What you should do ▸ Narrow the data below down to the lines containing "from".

Records for this task ▸

//! Golden-file regression testing.
//!
//! `check` compares produced output against a baseline under
//! `testdata/golden/`; with `UPDATE_GOLDEN` set in the environment the
//! baseline is rewritten instead. Comparison goes through the fuzzy
//! comparator so whitespace drift does not churn baselines.

use std::fs;
use std::path::{Path, PathBuf};

use crate::compare::{compare, CompareOptions, CompareResult};
use crate::error::{ConvertError, Result};
use crate::logger;

pub const GOLDEN_DIR: &str = "testdata/golden";
pub const UPDATE_ENV: &str = "UPDATE_GOLDEN";

#[derive(Debug)]
pub enum GoldenOutcome {
    /// Baseline written (or rewritten) because updates were requested.
    Updated(PathBuf),
    /// Output matched the baseline.
    Matched,
    /// Output drifted from the baseline.
    Drifted(CompareResult),
}

impl GoldenOutcome {
    pub fn passed(&self) -> bool {
        !matches!(self, GoldenOutcome::Drifted(_))
    }
}

pub struct GoldenRunner {
    dir: PathBuf,
    update: bool,
    options: CompareOptions,
}

impl Default for GoldenRunner {
    fn default() -> Self {
        GoldenRunner {
            dir: PathBuf::from(GOLDEN_DIR),
            update: std::env::var(UPDATE_ENV).is_ok_and(|v| !v.is_empty()),
            options: CompareOptions::default(),
        }
    }
}

impl GoldenRunner {
    pub fn new(dir: &Path, update: bool, options: CompareOptions) -> Self {
        GoldenRunner {
            dir: dir.to_path_buf(),
            update,
            options,
        }
    }

    pub fn golden_path(&self, name: &str) -> PathBuf {
        self.dir.join(format!("{}.golden", name))
    }

    /// Compares `actual` against the named baseline, or rewrites it in
    /// update mode. A missing baseline outside update mode is an error
    /// pointing at the env var that creates it.
    pub fn check(&self, name: &str, actual: &str) -> Result<GoldenOutcome> {
        let path = self.golden_path(name);

        if self.update {
            self.save(name, actual)?;
            logger::info(&format!("updated golden file {}", path.display()));
            return Ok(GoldenOutcome::Updated(path));
        }

        let expected = self.load(name)?;
        let result = compare(&expected, actual, &self.options);
        if result.matched {
            Ok(GoldenOutcome::Matched)
        } else {
            Ok(GoldenOutcome::Drifted(result))
        }
    }

    pub fn load(&self, name: &str) -> Result<String> {
        let path = self.golden_path(name);
        fs::read_to_string(&path).map_err(|_| ConvertError::InvalidConf {
            path,
            reason: format!("golden file not found (set {}=1 to create it)", UPDATE_ENV),
        })
    }

    pub fn save(&self, name: &str, content: &str) -> Result<()> {
        let path = self.golden_path(name);
        if let Some(parent) = path.parent() {
            fs::create_dir_all(parent)?;
        }
        fs::write(&path, content)?;
        Ok(())
    }
}

#[cfg(test)]
mod tests {
    use super::*;

    fn runner(name: &str, update: bool) -> GoldenRunner {
        let dir = std::env::temp_dir().join(format!("cedrus_golden_{}", name));
        let _ = fs::remove_dir_all(&dir);
        GoldenRunner::new(&dir, update, CompareOptions::default())
    }

    #[test]
    fn update_mode_writes_the_baseline() {
        let runner = runner("update", true);
        let outcome = runner.check("gen_1_1", "In the beginning").unwrap();
        assert!(matches!(outcome, GoldenOutcome::Updated(_)));
        assert_eq!(runner.load("gen_1_1").unwrap(), "In the beginning");
    }

    #[test]
    fn matching_output_passes() {
        let runner = runner("match", false);
        runner.save("verse", "For God so loved the world").unwrap();
        let outcome = runner.check("verse", "For God so loved the world").unwrap();
        assert!(outcome.passed());
        assert!(matches!(outcome, GoldenOutcome::Matched));
    }

    #[test]
    fn drift_is_reported_with_a_diff() {
        let runner = runner("drift", false);
        runner.save("verse", "For God so loved the world").unwrap();
        let outcome = runner.check("verse", "For God so loved the earth").unwrap();
        match outcome {
            GoldenOutcome::Drifted(result) => {
                assert!(!result.matched);
                assert!(result.similarity < 1.0);
                assert!(result.diff.contains("world"));
            }
            other => panic!("expected drift, got {:?}", other),
        }
    }

    #[test]
    fn missing_baseline_is_an_error() {
        let runner = runner("missing", false);
        let err = runner.check("never_written", "text").unwrap_err();
        assert!(err.to_string().contains("UPDATE_GOLDEN"));
    }
}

Result of the task ▸
    /// Output drifted from the baseline.
            dir: PathBuf::from(GOLDEN_DIR),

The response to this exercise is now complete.